Collected data
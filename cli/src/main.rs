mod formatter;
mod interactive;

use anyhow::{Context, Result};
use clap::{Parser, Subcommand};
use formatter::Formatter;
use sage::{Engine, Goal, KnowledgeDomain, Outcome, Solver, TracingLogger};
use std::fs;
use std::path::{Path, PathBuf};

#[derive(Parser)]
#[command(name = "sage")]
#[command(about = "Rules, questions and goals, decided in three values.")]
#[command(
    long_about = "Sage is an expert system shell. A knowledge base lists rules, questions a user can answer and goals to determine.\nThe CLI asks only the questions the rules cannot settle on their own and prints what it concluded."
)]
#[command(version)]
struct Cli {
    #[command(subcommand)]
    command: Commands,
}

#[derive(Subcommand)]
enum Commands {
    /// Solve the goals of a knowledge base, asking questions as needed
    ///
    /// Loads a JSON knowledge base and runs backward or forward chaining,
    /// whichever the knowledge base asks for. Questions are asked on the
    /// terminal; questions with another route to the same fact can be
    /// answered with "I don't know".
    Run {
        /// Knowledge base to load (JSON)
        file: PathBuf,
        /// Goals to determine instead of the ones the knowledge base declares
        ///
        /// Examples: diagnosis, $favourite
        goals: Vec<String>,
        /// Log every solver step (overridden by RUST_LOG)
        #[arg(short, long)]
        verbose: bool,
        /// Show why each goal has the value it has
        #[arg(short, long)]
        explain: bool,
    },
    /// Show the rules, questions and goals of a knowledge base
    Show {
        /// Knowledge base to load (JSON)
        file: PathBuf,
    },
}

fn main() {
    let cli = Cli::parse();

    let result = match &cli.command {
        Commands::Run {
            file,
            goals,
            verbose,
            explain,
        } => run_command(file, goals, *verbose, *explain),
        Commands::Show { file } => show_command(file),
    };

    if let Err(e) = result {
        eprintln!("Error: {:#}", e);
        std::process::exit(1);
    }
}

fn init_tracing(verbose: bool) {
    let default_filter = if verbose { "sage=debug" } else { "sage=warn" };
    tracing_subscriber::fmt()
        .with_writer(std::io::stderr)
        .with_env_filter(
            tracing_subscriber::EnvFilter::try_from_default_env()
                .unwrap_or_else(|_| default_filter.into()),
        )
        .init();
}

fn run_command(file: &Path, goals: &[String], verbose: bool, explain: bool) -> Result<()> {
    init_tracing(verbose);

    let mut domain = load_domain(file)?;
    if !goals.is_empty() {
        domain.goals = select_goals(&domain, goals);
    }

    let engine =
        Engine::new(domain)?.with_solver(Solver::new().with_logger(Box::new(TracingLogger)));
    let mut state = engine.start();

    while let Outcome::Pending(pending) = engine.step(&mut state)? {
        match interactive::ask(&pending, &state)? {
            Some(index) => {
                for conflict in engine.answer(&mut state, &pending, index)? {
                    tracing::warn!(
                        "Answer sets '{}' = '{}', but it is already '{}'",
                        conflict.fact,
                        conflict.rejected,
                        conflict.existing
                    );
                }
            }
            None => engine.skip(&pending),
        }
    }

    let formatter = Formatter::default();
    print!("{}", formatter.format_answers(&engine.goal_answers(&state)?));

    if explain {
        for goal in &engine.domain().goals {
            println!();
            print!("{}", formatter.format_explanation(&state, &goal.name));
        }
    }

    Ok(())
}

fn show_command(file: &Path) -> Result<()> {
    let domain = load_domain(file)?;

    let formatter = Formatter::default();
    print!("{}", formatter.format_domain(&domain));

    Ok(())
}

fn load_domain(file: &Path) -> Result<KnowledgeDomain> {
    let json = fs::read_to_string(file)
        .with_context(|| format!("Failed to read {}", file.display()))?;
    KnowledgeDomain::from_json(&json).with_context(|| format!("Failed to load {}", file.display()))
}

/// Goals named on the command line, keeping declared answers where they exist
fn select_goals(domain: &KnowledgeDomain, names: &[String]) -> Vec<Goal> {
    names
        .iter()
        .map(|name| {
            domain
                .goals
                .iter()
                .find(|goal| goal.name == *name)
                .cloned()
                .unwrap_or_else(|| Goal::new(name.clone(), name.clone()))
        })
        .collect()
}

PROMPT: The records above must be transcribed line for line, exactly.

ANSWER:
filename cli/src/main.rs
mod formatter;
mod interactive;

use anyhow::{Context, Result};
use clap::{Parser, Subcommand};
use formatter::Formatter;
use sage::{Engine, Goal, KnowledgeDomain, Outcome, Solver, TracingLogger};
use std::fs;
use std::path::{Path, PathBuf};

#[derive(Parser)]
#[command(name = "sage")]
#[command(about = "Rules, questions and goals, decided in three values.")]
#[command(
    long_about = "Sage is an expert system shell. A knowledge base lists rules, questions a user can answer and goals to determine.\nThe CLI asks only the questions the rules cannot settle on their own and prints what it concluded."
)]
#[command(version)]
struct Cli {
    #[command(subcommand)]
    command: Commands,
}

#[derive(Subcommand)]
enum Commands {
    /// Solve the goals of a knowledge base, asking questions as needed
    ///
    /// Loads a JSON knowledge base and runs backward or forward chaining,
    /// whichever the knowledge base asks for. Questions are asked on the
    /// terminal; questions with another route to the same fact can be
    /// answered with "I don't know".
    Run {
        /// Knowledge base to load (JSON)
        file: PathBuf,
        /// Goals to determine instead of the ones the knowledge base declares
        ///
        /// Examples: diagnosis, $favourite
        goals: Vec<String>,
        /// Log every solver step (overridden by RUST_LOG)
        #[arg(short, long)]
        verbose: bool,
        /// Show why each goal has the value it has
        #[arg(short, long)]
        explain: bool,
    },
    /// Show the rules, questions and goals of a knowledge base
    Show {
        /// Knowledge base to load (JSON)
        file: PathBuf,
    },
}

fn main() {
    let cli = Cli::parse();

    let result = match &cli.command {
        Commands::Run {
            file,
            goals,
            verbose,
            explain,
        } => run_command(file, goals, *verbose, *explain),
        Commands::Show { file } => show_command(file),
    };

    if let Err(e) = result {
        eprintln!("Error: {:#}", e);
        std::process::exit(1);
    }
}

fn init_tracing(verbose: bool) {
    let default_filter = if verbose { "sage=debug" } else { "sage=warn" };
    tracing_subscriber::fmt()
        .with_writer(std::io::stderr)
        .with_env_filter(
            tracing_subscriber::EnvFilter::try_from_default_env()
                .unwrap_or_else(|_| default_filter.into()),
        )
        .init();
}

fn run_command(file: &Path, goals: &[String], verbose: bool, explain: bool) -> Result<()> {
    init_tracing(verbose);

    let mut domain = load_domain(file)?;
    if !goals.is_empty() {
        domain.goals = select_goals(&domain, goals);
    }

    let engine =
        Engine::new(domain)?.with_solver(Solver::new().with_logger(Box::new(TracingLogger)));
    let mut state = engine.start();

    while let Outcome::Pending(pending) = engine.step(&mut state)? {
        match interactive::ask(&pending, &state)? {
            Some(index) => {
                for conflict in engine.answer(&mut state, &pending, index)? {
                    tracing::warn!(
                        "Answer sets '{}' = '{}', but it is already '{}'",
                        conflict.fact,
                        conflict.rejected,
                        conflict.existing
                    );
                }
            }
            None => engine.skip(&pending),
        }
    }

    let formatter = Formatter::default();
    print!("{}", formatter.format_answers(&engine.goal_answers(&state)?));

    if explain {
        for goal in &engine.domain().goals {
            println!();
            print!("{}", formatter.format_explanation(&state, &goal.name));
        }
    }

    Ok(())
}

fn show_command(file: &Path) -> Result<()> {
    let domain = load_domain(file)?;

    let formatter = Formatter::default();
    print!("{}", formatter.format_domain(&domain));

    Ok(())
}

fn load_domain(file: &Path) -> Result<KnowledgeDomain> {
    let json = fs::read_to_string(file)
        .with_context(|| format!("Failed to read {}", file.display()))?;
    KnowledgeDomain::from_json(&json).with_context(|| format!("Failed to load {}", file.display()))
}

/// Goals named on the command line, keeping declared answers where they exist
fn select_goals(domain: &KnowledgeDomain, names: &[String]) -> Vec<Goal> {
    names
        .iter()
        .map(|name| {
            domain
                .goals
                .iter()
                .find(|goal| goal.name == *name)
                .cloned()
                .unwrap_or_else(|| Goal::new(name.clone(), name.clone()))
        })
        .collect()
}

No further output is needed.